Helena is proud to be the lead investor in Lykos’ Series A funding round, contributing to over $100 million raised in the last 12 months to support the launch of MDMA-Assisted Therapy.
The burden of PTSD on society is extensive – it affects millions of people each year, it can last for decades, and it has an incredibly high incidence of comorbidity. For those that suffer from chronic, debilitating PTSD, for their communities and loved ones, MDMA-AT offers help that is two to three times more effective than existing treatments, and exponentially faster-acting. Yehuda has said that she has seen MDMA-AT accomplish “in eight hours what one might do in the course of 10 years in psychotherapy.”
Helena’s decision to partner with the company was bolstered by the composition of the Lykos team, led by a group of experienced industry leaders.
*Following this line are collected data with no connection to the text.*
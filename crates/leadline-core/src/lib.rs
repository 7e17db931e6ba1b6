// SPDX-FileCopyrightText: 2026 Leadline Contributors
// SPDX-License-Identifier: MIT OR Apache-2.0

//! Core library for the Leadline SMS lead assistant.
//!
//! This crate provides the message and lead types shared by every other
//! crate, the error taxonomy, and the traits through which the pipeline
//! reaches the CRM, the SMS transport, the reply model and the operator
//! override store.

pub mod error;
pub mod traits;
pub mod types;

// Re-export key items at crate root for ergonomic imports.
pub use error::LeadlineError;
pub use types::{
    AdapterType, CompressedMessage, ConversationState, Direction, HealthStatus, LeadId,
    LeadProfile, LeadRecord, Message, MessageId, MessageKind, TranscriptEntry,
};

pub use traits::{
    CrmAdapter, LeadStatusUpdate, OverrideStore, PluginAdapter, ReplyProvider, SmsAdapter,
};

#[cfg(test)]
mod tests {
    use std::str::FromStr;

    use super::*;

    #[test]
    fn leadline_error_displays_context() {
        let err = LeadlineError::LeadNotFound {
            lead_id: LeadId::from("lead-7"),
        };
        assert_eq!(err.to_string(), "lead lead-7 not found");
        assert_eq!(LeadlineError::crm("down").to_string(), "crm error: down");
        assert_eq!(LeadlineError::sms("rejected").to_string(), "sms error: rejected");
        assert_eq!(
            LeadlineError::provider("timeout").to_string(),
            "provider error: timeout"
        );
    }

    #[test]
    fn direction_and_kind_wire_names() {
        assert_eq!(serde_json::to_string(&Direction::Inbound).unwrap(), "\"inbound\"");
        assert_eq!(
            serde_json::to_string(&MessageKind::AiGenerated).unwrap(),
            "\"ai-generated\""
        );
        assert_eq!(MessageKind::from_str("ai-generated").unwrap(), MessageKind::AiGenerated);
        assert_eq!(Direction::Outbound.to_string(), "outbound");
    }

    #[test]
    fn adapter_type_round_trips_through_strings() {
        for variant in [
            AdapterType::Crm,
            AdapterType::Sms,
            AdapterType::Reply,
            AdapterType::Overrides,
        ] {
            let parsed = AdapterType::from_str(&variant.to_string()).expect("should parse back");
            assert_eq!(variant, parsed);
        }
    }

    #[test]
    fn all_traits_are_exported() {
        fn _assert_plugin_adapter<T: PluginAdapter>() {}
        fn _assert_crm_adapter<T: CrmAdapter>() {}
        fn _assert_sms_adapter<T: SmsAdapter>() {}
        fn _assert_reply_provider<T: ReplyProvider>() {}
        fn _assert_override_store<T: OverrideStore>() {}
    }
}
// SPDX-FileCopyrightText: 2026 Leadline Contributors
// SPDX-License-Identifier: MIT OR Apache-2.0

//! Reply context for the Leadline assistant.
//!
//! - [`assembler`]: stored transcript + lead profile + current message, with
//!   a caller-supplied fallback history when the CRM copy is empty or
//!   unreachable.
//! - [`template`]: `${placeholder}` prompt templates over a closed set of
//!   names, rejected at load time when they reference anything else.

pub mod assembler;
pub mod template;

pub use assembler::{AssembledContext, ContextAssembler};
pub use template::{
    DEFAULT_TEMPLATE, Placeholder, PromptParams, PromptTemplate, TemplateError, load_template,
    load_template_strict,
};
Jeff George, Lykos’ Board Chair, is Managing Partner of Maytal Capital, a healthcare-focused private equity and venture capital firm. He previously served as the global CEO for the Alcon and Sandoz division at Novartis Group. Lykos CEO Amy Emerson has been with MAPS since 2003 and led its pharmaceutical development from Phase 1 to Phase 3. And Lykos’ COO Mike Mullette formerly served as Vice President of North America for Moderna where he oversaw commercialization of the Company’s COVID-19 vaccine during the height of the pandemic.
Helena Managing Partner Protik Basu brings his extensive public health experience to bear as a MAPS PBC board member. Outside of his work at Helena, Basu chairs the Advisory Board at the Johns Hopkins School of Public Health. Helena also holds one Observer seat.
The FDA’s Breakthrough Therapy Designation is a special status granted to certain medical treatments, such as drugs or therapies, that show substantial promise in treating serious or life-threatening conditions. This designation aims to expedite the development and review process, allowing for quicker access to potentially life-saving treatments for patients. It’s intended for innovations that demonstrate significant advantages over existing treatments and address critical unmet medical needs.